Oujda la douce : « Hors du temps » (4/4)

Ce texte m’a été commandé dans le cadre de la convention entre l’Institut Français et la Région Occitanie / Pyrénées-Méditerranée. Ce projet international est destiné à l’ensemble de l’interprofession. Pour de plus amples renseignements, consulter le site de OLL. A lire – Oujda la douce : « Marcher dans la rue » (3/4)

Hors du temps

Toute manifestation littéraire a sa soirée officielle de clôture. Celle du Salon des Lettres du Maghreb a lieu dans un ryad. Je n’avais jamais mis les pieds dans un endroit pareil, auparavant. À notre arrivée, une haie de musiciens-danseurs nous accueille avec un air aussi vigoureux que traditionnel. Comme nous nous arrêtons pour les admirer, ils sont obligés de recommencer. Comme ils recommencent, nous restons bloqués. Le choc des cultures !

Je traverse des pièces majestueuses, où sont dressées de vastes tables rondes. Des tapis jonchent les sols, les lumières tamisées créent une ambiance féérique, on s’attend à voir débouler Cendrillon dans son carrosse. Une table nous est réservée, mais j’ai envie de bouger, de bousculer les codes, pas de m’asseoir pour un énième repas.

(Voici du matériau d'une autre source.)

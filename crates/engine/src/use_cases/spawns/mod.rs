//! Spawn use cases.
//!
//! Viewport queries plus the claim / respawn lifecycle of spawn locations.

mod claim_and_consume;
mod get_viewport_locations;
mod reset_world;
mod respawn_status;
mod start_respawn;

pub use claim_and_consume::ClaimAndConsume;
pub use get_viewport_locations::{CellFailure, GetViewportLocations, ViewportError, ViewportLocations};
pub use reset_world::ResetWorld;
pub use respawn_status::GetRespawnStatus;
pub use start_respawn::StartRespawn;

use std::sync::Arc;

/// Container for spawn use cases.
pub struct SpawnUseCases {
    pub viewport: Arc<GetViewportLocations>,
    pub claim: Arc<ClaimAndConsume>,
    pub start_respawn: Arc<StartRespawn>,
    pub respawn_status: Arc<GetRespawnStatus>,
    pub reset: Arc<ResetWorld>,
}

impl SpawnUseCases {
    pub fn new(
        viewport: Arc<GetViewportLocations>,
        claim: Arc<ClaimAndConsume>,
        start_respawn: Arc<StartRespawn>,
        respawn_status: Arc<GetRespawnStatus>,
        reset: Arc<ResetWorld>,
    ) -> Self {
        Self {
            viewport,
            claim,
            start_respawn,
            respawn_status,
            reset,
        }
    }
}
//! Leptos component wrapping the diagram canvas.
//!
//! The component creates an HTML canvas element and wires up mouse/wheel event
//! handlers for clicking, dragging, connecting, panning and zooming. An
//! animation loop runs via `requestAnimationFrame`, redrawing the diagram
//! each frame from the shared [`DiagramState`] signal.

use std::cell::RefCell;
use std::rc::Rc;

use leptos::prelude::*;
use log::warn;
use wasm_bindgen::prelude::*;
use web_sys::{CanvasRenderingContext2d, HtmlCanvasElement, MouseEvent, WheelEvent, Window};

use super::render;
use super::state::DiagramState;
use super::theme::Theme;
use super::viewport::{CanvasView, Interaction};

const FRAME_DT: f64 = 0.016;

fn window_size(window: &Window) -> Option<(f64, f64)> {
	Some((
		window.inner_width().ok()?.as_f64()?,
		window.inner_height().ok()?.as_f64()?,
	))
}

fn context_2d(canvas: &HtmlCanvasElement) -> Option<CanvasRenderingContext2d> {
	canvas.get_context("2d").ok()??.dyn_into().ok()
}

/// Pointer position relative to the canvas' top-left corner.
fn canvas_point(canvas_ref: NodeRef<leptos::html::Canvas>, ev: &MouseEvent) -> Option<(f64, f64)> {
	let canvas: HtmlCanvasElement = canvas_ref.get()?.into();
	let rect = canvas.get_bounding_client_rect();
	Some((
		ev.client_x() as f64 - rect.left(),
		ev.client_y() as f64 - rect.top(),
	))
}

fn apply(diagram: RwSignal<DiagramState>, interactions: Vec<Interaction>) {
	if interactions.is_empty() {
		return;
	}
	diagram.update(|d| {
		for interaction in interactions {
			interaction.apply(d);
		}
	});
}

/// Renders the diagram on a canvas element.
///
/// All diagram mutations go through the `diagram` signal; the canvas only
/// keeps its own view transform and gesture state. The component sizes
/// itself to its parent container by default; set `fullscreen = true` to fill
/// the viewport and resize automatically with the window. Explicit
/// `width`/`height` override automatic sizing.
#[component]
pub fn ZoomFlowCanvas(
	diagram: RwSignal<DiagramState>,
	#[prop(optional)] theme: Option<Theme>,
	#[prop(default = false)] fullscreen: bool,
	#[prop(default = None)] width: Option<f64>,
	#[prop(default = None)] height: Option<f64>,
) -> impl IntoView {
	let canvas_ref = NodeRef::<leptos::html::Canvas>::new();
	let theme = theme.unwrap_or_default();
	let view_state: Rc<RefCell<Option<CanvasView>>> = Rc::new(RefCell::new(None));
	let animate: Rc<RefCell<Option<Closure<dyn FnMut()>>>> = Rc::new(RefCell::new(None));
	let resize_cb: Rc<RefCell<Option<Closure<dyn FnMut()>>>> = Rc::new(RefCell::new(None));
	let (view_init, animate_init, resize_cb_init) =
		(view_state.clone(), animate.clone(), resize_cb.clone());
	let locked = RwSignal::new(false);

	Effect::new(move |_| {
		let Some(canvas) = canvas_ref.get() else {
			return;
		};
		let canvas: HtmlCanvasElement = canvas.into();
		let Some(window) = web_sys::window() else {
			warn!("zoom-flow: no window, canvas not started");
			return;
		};

		let (w, h) = if fullscreen {
			window_size(&window).unwrap_or((800.0, 600.0))
		} else {
			(
				width.unwrap_or_else(|| {
					canvas
						.parent_element()
						.map(|p| p.client_width() as f64)
						.unwrap_or(800.0)
				}),
				height.unwrap_or_else(|| {
					canvas
						.parent_element()
						.map(|p| p.client_height() as f64)
						.unwrap_or(600.0)
				}),
			)
		};
		canvas.set_width(w as u32);
		canvas.set_height(h as u32);

		let Some(ctx) = context_2d(&canvas) else {
			warn!("zoom-flow: 2d canvas context unavailable");
			return;
		};
		*view_init.borrow_mut() = Some(CanvasView::new(w, h));

		if fullscreen {
			let (view_resize, canvas_resize) = (view_init.clone(), canvas.clone());
			*resize_cb_init.borrow_mut() = Some(Closure::new(move || {
				let Some((nw, nh)) = web_sys::window().as_ref().and_then(window_size) else {
					return;
				};
				canvas_resize.set_width(nw as u32);
				canvas_resize.set_height(nh as u32);
				if let Some(ref mut v) = *view_resize.borrow_mut() {
					v.resize(nw, nh);
				}
			}));
			if let Some(ref cb) = *resize_cb_init.borrow() {
				let _ =
					window.add_event_listener_with_callback("resize", cb.as_ref().unchecked_ref());
			}
		}

		let (view_anim, animate_inner, theme) = (view_init.clone(), animate_init.clone(), theme.clone());
		*animate_init.borrow_mut() = Some(Closure::new(move || {
			if let Some(ref mut v) = *view_anim.borrow_mut() {
				v.flow_time += FRAME_DT;
				// The signal is gone once the component unmounts; stop drawing then.
				if let Some(boxes) = diagram.try_with_untracked(|d| render::render(d, v, &ctx, &theme)) {
					v.boxes = boxes;
				}
			}
			if let Some(ref cb) = *animate_inner.borrow() {
				if let Some(win) = web_sys::window() {
					let _ = win.request_animation_frame(cb.as_ref().unchecked_ref());
				}
			}
		}));
		if let Some(ref cb) = *animate_init.borrow() {
			let _ = window.request_animation_frame(cb.as_ref().unchecked_ref());
		}
	});

	let view_md = view_state.clone();
	let on_mousedown = move |ev: MouseEvent| {
		let Some((x, y)) = canvas_point(canvas_ref, &ev) else {
			return;
		};
		let out = match *view_md.borrow_mut() {
			Some(ref mut v) => diagram.with_untracked(|d| v.pointer_down(d, x, y)),
			None => return,
		};
		apply(diagram, out);
	};

	let view_mm = view_state.clone();
	let on_mousemove = move |ev: MouseEvent| {
		let Some((x, y)) = canvas_point(canvas_ref, &ev) else {
			return;
		};
		let out = match *view_mm.borrow_mut() {
			Some(ref mut v) => v.pointer_move(x, y),
			None => return,
		};
		apply(diagram, out);
	};

	let view_mu = view_state.clone();
	let on_mouseup = move |ev: MouseEvent| {
		let Some((x, y)) = canvas_point(canvas_ref, &ev) else {
			return;
		};
		let out = match *view_mu.borrow_mut() {
			Some(ref mut v) => v.pointer_up(x, y),
			None => return,
		};
		apply(diagram, out);
	};

	let view_ml = view_state.clone();
	let on_mouseleave = move |_: MouseEvent| {
		if let Some(ref mut v) = *view_ml.borrow_mut() {
			v.pointer_leave();
		}
	};

	let view_wh = view_state.clone();
	let on_wheel = move |ev: WheelEvent| {
		ev.prevent_default();
		let Some((x, y)) = canvas_point(canvas_ref, &ev) else {
			return;
		};
		if let Some(ref mut v) = *view_wh.borrow_mut() {
			v.wheel(x, y, ev.delta_y());
		}
	};

	let with_view = {
		let view_state = view_state.clone();
		move |f: fn(&mut CanvasView)| {
			if let Some(ref mut v) = *view_state.borrow_mut() {
				f(v);
			}
		}
	};
	let (zoom_in, zoom_out, fit_view) = (with_view.clone(), with_view.clone(), with_view);
	let view_lock = view_state.clone();
	let toggle_lock = move |_| {
		if let Some(ref mut v) = *view_lock.borrow_mut() {
			locked.set(v.toggle_lock());
		}
	};

	view! {
		<div class="zoom-flow">
			<canvas
				node_ref=canvas_ref
				class="zoom-flow-canvas"
				on:mousedown=on_mousedown
				on:mousemove=on_mousemove
				on:mouseup=on_mouseup
				on:mouseleave=on_mouseleave
				on:wheel=on_wheel
				style="display: block; cursor: grab;"
			/>
			<div class="flow-controls">
				<button title="zoom in" on:click=move |_| zoom_in(CanvasView::zoom_in)>"+"</button>
				<button title="zoom out" on:click=move |_| zoom_out(CanvasView::zoom_out)>"−"</button>
				<button title="fit view" on:click=move |_| fit_view(CanvasView::fit_view)>"⤢"</button>
				<button title="toggle interactivity" on:click=toggle_lock>
					{move || if locked.get() { "🔒" } else { "🔓" }}
				</button>
			</div>
		</div>
	}
}
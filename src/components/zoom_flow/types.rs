//! Diagram data structures: the static definition plus the per-node fields
//! mutated at runtime.

use serde::Deserialize;

use super::state::ZoomConfig;
use super::tier::TierConfig;

fn default_zoom_factor() -> f64 {
	1.0
}

/// A point in diagram (world) coordinates.
#[derive(Clone, Copy, Debug, Default, PartialEq, Deserialize)]
pub struct Position {
	/// Horizontal world coordinate.
	pub x: f64,
	/// Vertical world coordinate.
	pub y: f64,
}

impl Position {
	/// Position at `(x, y)`.
	pub const fn new(x: f64, y: f64) -> Self {
		Self { x, y }
	}
}

/// Structured node content. Either part may be missing from a definition,
/// in which case it is treated as empty.
#[derive(Clone, Debug, Default, PartialEq, Eq, Deserialize)]
#[serde(default)]
pub struct NodeContent {
	/// Heading, shown in every tier.
	pub title: String,
	/// Body text, cut short or hidden at low zoom.
	pub body: String,
}

impl NodeContent {
	/// Content with the given title and body.
	pub fn new(title: impl Into<String>, body: impl Into<String>) -> Self {
		Self {
			title: title.into(),
			body: body.into(),
		}
	}
}

/// A node in the diagram.
#[derive(Clone, Debug, PartialEq, Deserialize)]
pub struct DiagramNode {
	/// Unique identifier. Edges reference nodes by this id.
	pub id: String,
	/// Top-left corner of the node's unscaled box.
	pub position: Position,
	/// Title and body.
	#[serde(default)]
	pub content: NodeContent,
	/// Semantic zoom factor. Only the focus/zoom transitions write it, so it
	/// is never read from a definition.
	#[serde(skip_deserializing, default = "default_zoom_factor")]
	pub zoom_factor: f64,
	/// Canvas selection, unrelated to focus.
	#[serde(skip_deserializing)]
	pub selected: bool,
}

impl DiagramNode {
	/// Unfocused, unselected node at the default zoom.
	pub fn new(id: impl Into<String>, position: Position, content: NodeContent) -> Self {
		Self {
			id: id.into(),
			position,
			content,
			zoom_factor: default_zoom_factor(),
			selected: false,
		}
	}
}

/// Which side of a node an anchor sits on.
#[derive(Clone, Copy, Debug, PartialEq, Eq, Hash, Deserialize)]
#[serde(rename_all = "lowercase")]
pub enum AnchorSide {
	/// Left edge of the box.
	Left,
	/// Right edge of the box.
	Right,
}

impl AnchorSide {
	/// Lowercase name, as used in JSON and edge ids.
	pub fn as_str(self) -> &'static str {
		match self {
			AnchorSide::Left => "left",
			AnchorSide::Right => "right",
		}
	}
}

/// A directed edge between two nodes.
#[derive(Clone, Debug, PartialEq, Deserialize)]
#[serde(rename_all = "camelCase")]
pub struct DiagramEdge {
	/// Unique edge identifier.
	pub id: String,
	/// Source node ID.
	pub source: String,
	/// Target node ID.
	pub target: String,
	/// Anchor the edge leaves from, if pinned.
	#[serde(default)]
	pub source_handle: Option<AnchorSide>,
	/// Anchor the edge arrives at, if pinned.
	#[serde(default)]
	pub target_handle: Option<AnchorSide>,
	/// Draws a moving dash along the edge.
	#[serde(default)]
	pub animated: bool,
	/// Canvas selection.
	#[serde(skip_deserializing)]
	pub selected: bool,
}

impl DiagramEdge {
	/// Plain edge from `source` to `target` without handles.
	pub fn new(id: impl Into<String>, source: impl Into<String>, target: impl Into<String>) -> Self {
		Self {
			id: id.into(),
			source: source.into(),
			target: target.into(),
			source_handle: None,
			target_handle: None,
			animated: false,
			selected: false,
		}
	}

	/// Pin the source anchor.
	pub fn with_source_handle(mut self, side: AnchorSide) -> Self {
		self.source_handle = Some(side);
		self
	}

	/// Pin the target anchor.
	pub fn with_target_handle(mut self, side: AnchorSide) -> Self {
		self.target_handle = Some(side);
		self
	}
}

/// A new connection requested by the user, before it becomes an edge.
#[derive(Clone, Debug, PartialEq, Eq)]
pub struct Connection {
	/// Node the new edge starts at.
	pub source: String,
	/// Node the new edge ends at.
	pub target: String,
	/// Anchor on the source node.
	pub source_handle: Option<AnchorSide>,
	/// Anchor on the target node.
	pub target_handle: Option<AnchorSide>,
}

/// Complete diagram definition: nodes, edges and optional policy overrides.
#[derive(Clone, Debug, Default, Deserialize)]
pub struct DiagramData {
	/// Required; a definition without nodes does not parse.
	pub nodes: Vec<DiagramNode>,
	/// Initial edges.
	#[serde(default)]
	pub edges: Vec<DiagramEdge>,
	/// Focus zoom policy override.
	#[serde(default)]
	pub zoom: ZoomConfig,
	/// Detail tier threshold override.
	#[serde(default)]
	pub tiers: TierConfig,
}
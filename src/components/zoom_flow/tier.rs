//! Node rendering policy: detail tiers, border treatment and anchors.
//!
//! [`render_node`] is pure. Given one [`NodeView`] it decides how much of the
//! node's content to show, which border to draw and how far to scale the
//! surface. Geometry is left to the canvas renderer.

use serde::Deserialize;

use super::state::NodeView;
use super::types::AnchorSide;

/// Zoom thresholds for the detail tiers.
#[derive(Clone, Debug, PartialEq, Deserialize)]
#[serde(default)]
pub struct TierConfig {
	/// Below this zoom only the title is shown.
	pub minimized_below: f64,
	/// Below this zoom (and at or above `minimized_below`) the body is cut short.
	pub partial_below: f64,
	/// Characters of body kept in the partial tier.
	pub summary_chars: usize,
}

impl Default for TierConfig {
	fn default() -> Self {
		Self {
			minimized_below: 0.8,
			partial_below: 1.0,
			summary_chars: 60,
		}
	}
}

/// How much of a node's content is rendered.
#[derive(Clone, Copy, Debug, PartialEq, Eq, PartialOrd, Ord, Hash)]
pub enum DetailTier {
	/// Title only.
	Minimized,
	/// Title and a truncated body.
	Partial,
	/// Title and the complete body.
	Full,
}

impl DetailTier {
	/// Tier for a zoom factor under the given thresholds.
	pub fn for_zoom(zoom_factor: f64, config: &TierConfig) -> Self {
		if zoom_factor < config.minimized_below {
			DetailTier::Minimized
		} else if zoom_factor < config.partial_below {
			DetailTier::Partial
		} else {
			DetailTier::Full
		}
	}
}

/// Border drawn around a node.
#[derive(Clone, Copy, Debug, PartialEq, Eq)]
pub enum Border {
	/// Highlighted border of the focused node.
	Focused,
	/// Plain border.
	Neutral,
}

/// Incoming or outgoing connection point.
#[derive(Clone, Copy, Debug, PartialEq, Eq, Hash)]
pub enum AnchorKind {
	/// Incoming edges end here.
	Target,
	/// Outgoing edges start here.
	Source,
}

/// A fixed connection point on a node.
#[derive(Clone, Copy, Debug, PartialEq, Eq, Hash)]
pub struct Anchor {
	/// Which end of an edge attaches here.
	pub kind: AnchorKind,
	/// Box side the anchor sits on.
	pub side: AnchorSide,
}

/// Every node exposes these two anchors: incoming on the left, outgoing on
/// the right.
pub const NODE_ANCHORS: [Anchor; 2] = [
	Anchor {
		kind: AnchorKind::Target,
		side: AnchorSide::Left,
	},
	Anchor {
		kind: AnchorKind::Source,
		side: AnchorSide::Right,
	},
];

/// The slice of a node that should reach the screen.
#[derive(Clone, Debug, PartialEq)]
pub struct NodeSlice {
	/// Tier the slice was cut for.
	pub tier: DetailTier,
	/// Always shown.
	pub title: String,
	/// `None` in the minimized tier.
	pub body: Option<String>,
	/// Focused or neutral border.
	pub border: Border,
	/// Uniform scale applied to the node surface.
	pub scale: f64,
	/// Target and source anchors.
	pub anchors: [Anchor; 2],
}

/// Cut `body` to `max_chars` characters, appending an ellipsis when anything
/// was dropped.
pub fn summarize(body: &str, max_chars: usize) -> String {
	match body.char_indices().nth(max_chars) {
		Some((cut, _)) => format!("{}…", &body[..cut]),
		None => body.to_string(),
	}
}

/// Select the detail tier for a node and slice its content accordingly.
pub fn render_node(view: &NodeView<'_>, config: &TierConfig) -> NodeSlice {
	let node = view.node;
	let tier = DetailTier::for_zoom(node.zoom_factor, config);
	let body = match tier {
		DetailTier::Minimized => None,
		DetailTier::Partial => Some(summarize(&node.content.body, config.summary_chars)),
		DetailTier::Full => Some(node.content.body.clone()),
	};

	NodeSlice {
		tier,
		title: node.content.title.clone(),
		body,
		border: if view.is_focused {
			Border::Focused
		} else {
			Border::Neutral
		},
		scale: node.zoom_factor,
		anchors: NODE_ANCHORS,
	}
}

#[cfg(test)]
mod tests {
	use super::*;
	use crate::components::zoom_flow::types::{DiagramNode, NodeContent, Position};

	fn node_at(zoom: f64, body: &str) -> DiagramNode {
		let mut node = DiagramNode::new("n", Position::default(), NodeContent::new("Title", body));
		node.zoom_factor = zoom;
		node
	}

	#[test]
	fn tier_boundaries() {
		let cfg = TierConfig::default();
		assert_eq!(DetailTier::for_zoom(0.3, &cfg), DetailTier::Minimized);
		assert_eq!(DetailTier::for_zoom(0.79, &cfg), DetailTier::Minimized);
		assert_eq!(DetailTier::for_zoom(0.8, &cfg), DetailTier::Partial);
		assert_eq!(DetailTier::for_zoom(0.99, &cfg), DetailTier::Partial);
		assert_eq!(DetailTier::for_zoom(1.0, &cfg), DetailTier::Full);
		assert_eq!(DetailTier::for_zoom(3.0, &cfg), DetailTier::Full);
	}

	#[test]
	fn summarize_counts_characters() {
		assert_eq!(summarize("short", 60), "short");
		assert_eq!(summarize("abcdef", 3), "abc…");
		assert_eq!(summarize("abc", 3), "abc");
		// Multi-byte characters are never split.
		assert_eq!(summarize("Fitts’ law", 6), "Fitts’…");
		assert_eq!(summarize("", 60), "");
	}

	#[test]
	fn minimized_renders_title_only() {
		let node = node_at(0.79, "body text");
		let view = NodeView {
			node: &node,
			is_focused: false,
		};
		let slice = render_node(&view, &TierConfig::default());
		assert_eq!(slice.tier, DetailTier::Minimized);
		assert_eq!(slice.title, "Title");
		assert_eq!(slice.body, None);
		assert_eq!(slice.border, Border::Neutral);
		assert_eq!(slice.scale, 0.79);
	}

	#[test]
	fn partial_truncates_to_sixty_characters() {
		let body = "x".repeat(100);
		let node = node_at(0.8, &body);
		let view = NodeView {
			node: &node,
			is_focused: true,
		};
		let slice = render_node(&view, &TierConfig::default());
		assert_eq!(slice.tier, DetailTier::Partial);
		assert_eq!(slice.body, Some(format!("{}…", "x".repeat(60))));
		assert_eq!(slice.border, Border::Focused);
	}

	#[test]
	fn full_keeps_complete_body() {
		let body = "y".repeat(100);
		let node = node_at(1.0, &body);
		let view = NodeView {
			node: &node,
			is_focused: false,
		};
		let slice = render_node(&view, &TierConfig::default());
		assert_eq!(slice.tier, DetailTier::Full);
		assert_eq!(slice.body.as_deref(), Some(body.as_str()));
	}

	#[test]
	fn missing_body_renders_empty() {
		let node = node_at(1.0, "");
		let view = NodeView {
			node: &node,
			is_focused: false,
		};
		assert_eq!(render_node(&view, &TierConfig::default()).body, Some(String::new()));
	}

	#[test]
	fn rendering_is_repeatable() {
		let node = node_at(0.9, "The same input always yields the same slice.");
		let view = NodeView {
			node: &node,
			is_focused: true,
		};
		let cfg = TierConfig::default();
		assert_eq!(render_node(&view, &cfg), render_node(&view, &cfg));
	}

	#[test]
	fn anchors_sit_on_opposite_sides() {
		let [incoming, outgoing] = NODE_ANCHORS;
		assert_eq!(incoming.kind, AnchorKind::Target);
		assert_eq!(incoming.side, AnchorSide::Left);
		assert_eq!(outgoing.kind, AnchorKind::Source);
		assert_eq!(outgoing.side, AnchorSide::Right);
	}
}
//! Focus-driven semantic zoom diagram.
//!
//! Renders a node-link diagram on an HTML canvas in which exactly one node
//! may be focused at a time:
//! - Clicking a node focuses it
//! - A slider sets the focused node's zoom; every other node shrinks in
//!   inverse proportion, down to a legibility floor
//! - Each node shows full, truncated or title-only content depending on its
//!   zoom factor
//! - Canvas pan/zoom, node dragging with grid snap, and edge creation by
//!   dragging between anchors
//!
//! # Example
//!
//! ```ignore
//! use zoom_flow::{DiagramData, DiagramNode, DiagramEdge, NodeContent, Position, ZoomFlow};
//!
//! let data = DiagramData {
//!     nodes: vec![
//!         DiagramNode::new("a", Position::new(0.0, 0.0), NodeContent::new("A", "First")),
//!         DiagramNode::new("b", Position::new(400.0, 0.0), NodeContent::new("B", "Second")),
//!     ],
//!     edges: vec![DiagramEdge::new("e-ab", "a", "b")],
//!     ..Default::default()
//! };
//!
//! view! { <ZoomFlow data=data fullscreen=true /> }
//! ```

mod component;
mod diagram;
mod flow;
mod render;
pub mod scale;
mod slider;
mod state;
pub mod theme;
mod tier;
mod types;
mod viewport;

pub use component::ZoomFlowCanvas;
pub use diagram::{diagram_or_sample, parse_diagram, sample_diagram};
pub use flow::ZoomFlow;
pub use slider::ZoomSlider;
pub use state::{DiagramState, NodeView, ZoomConfig};
pub use theme::Theme;
pub use tier::{DetailTier, NodeSlice, TierConfig, render_node};
pub use types::{
	AnchorSide, Connection, DiagramData, DiagramEdge, DiagramNode, NodeContent, Position,
};
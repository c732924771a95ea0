//! zoom-flow: node-link diagram with focus-driven semantic zoom.
//!
//! This crate provides a WASM diagram component in which one node at a time
//! is focused and zoomed, while every other node shrinks and shows less of
//! its content.

use leptos::prelude::*;
use leptos_meta::*;
use log::{Level, info, warn};
use wasm_bindgen::JsCast;
use web_sys::{HtmlScriptElement, Window};

pub mod components;

pub use components::zoom_flow::{
	DiagramData, DiagramEdge, DiagramNode, DiagramState, NodeContent, Position, Theme, ZoomFlow,
};
use components::zoom_flow::diagram_or_sample;

/// Initialize logging and panic hooks for the WASM target.
pub fn init_logging() {
	let _ = console_log::init_with_level(Level::Debug);
	console_error_panic_hook::set_once();
	info!("zoom-flow: logging initialized");
}

/// Read the diagram definition from a script element with id="diagram-data".
/// Expected format: JSON with { nodes: [...], edges: [...] }. The element's
/// `data-theme` attribute picks the theme. Returns `(None, None)` when the
/// page has no such element.
fn load_diagram() -> (Option<String>, Option<Theme>) {
	let Some(element) = web_sys::window()
		.and_then(|w: Window| w.document())
		.and_then(|d| d.get_element_by_id("diagram-data"))
	else {
		return (None, None);
	};
	let theme = element
		.get_attribute("data-theme")
		.and_then(|name| Theme::by_name(&name));
	let json = match element.dyn_into::<HtmlScriptElement>() {
		Ok(script) => script.text().ok(),
		Err(_) => {
			warn!("zoom-flow: #diagram-data is not a script element");
			None
		}
	};
	// A present but unreadable element still counts as a broken definition.
	(Some(json.unwrap_or_default()), theme)
}

/// Main application component.
/// Loads the diagram from the DOM, falling back to the built-in sample.
#[component]
pub fn App() -> impl IntoView {
	provide_meta_context();

	let (json, theme) = load_diagram();
	let data = diagram_or_sample(json.as_deref());
	let theme = theme.unwrap_or_default();
	let theme_name = theme.name;

	view! {
		<Html attr:lang="en" attr:dir="ltr" attr:data-theme=theme_name />
		<Title text="Contextual Zoom" />
		<Meta charset="UTF-8" />
		<Meta name="viewport" content="width=device-width, initial-scale=1.0" />

		<div class="fullscreen-flow">
			<ZoomFlow data=data theme=theme fullscreen=true />
		</div>
	}
}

Dans la salle où nous sommes, se trouvent la table d’honneur et un orchestre constitué exclusivement de femmes. Le spectacle qu’elles forment nous enchante. Je reste debout, observant les détails de l’architecture, la beauté des mosaïques, la finesse des éléments. J’échange quelques mots (trop peu à notre goût) avec Loubna Serraj dont l’élégance raffinée et la beauté impériale me donnent l’impression d’être une antiquité. Et je vois Abd Al Malik. Pardon ? Abd Al Malik est à trois mètres de moi et personne ne m’a prévenue ?! Voudrait-on m’achever ? Assis en toute discrétion, il se prête au jeu des selfies et répond avec courtoisie aux uns et aux autres. Je n’envisage pas un instant de m’approcher de lui et de faire ma groupie. J’y gagnerais sans doute une photo et quelques likes sur les réseaux sociaux, mais j’y perdrais ma dignité.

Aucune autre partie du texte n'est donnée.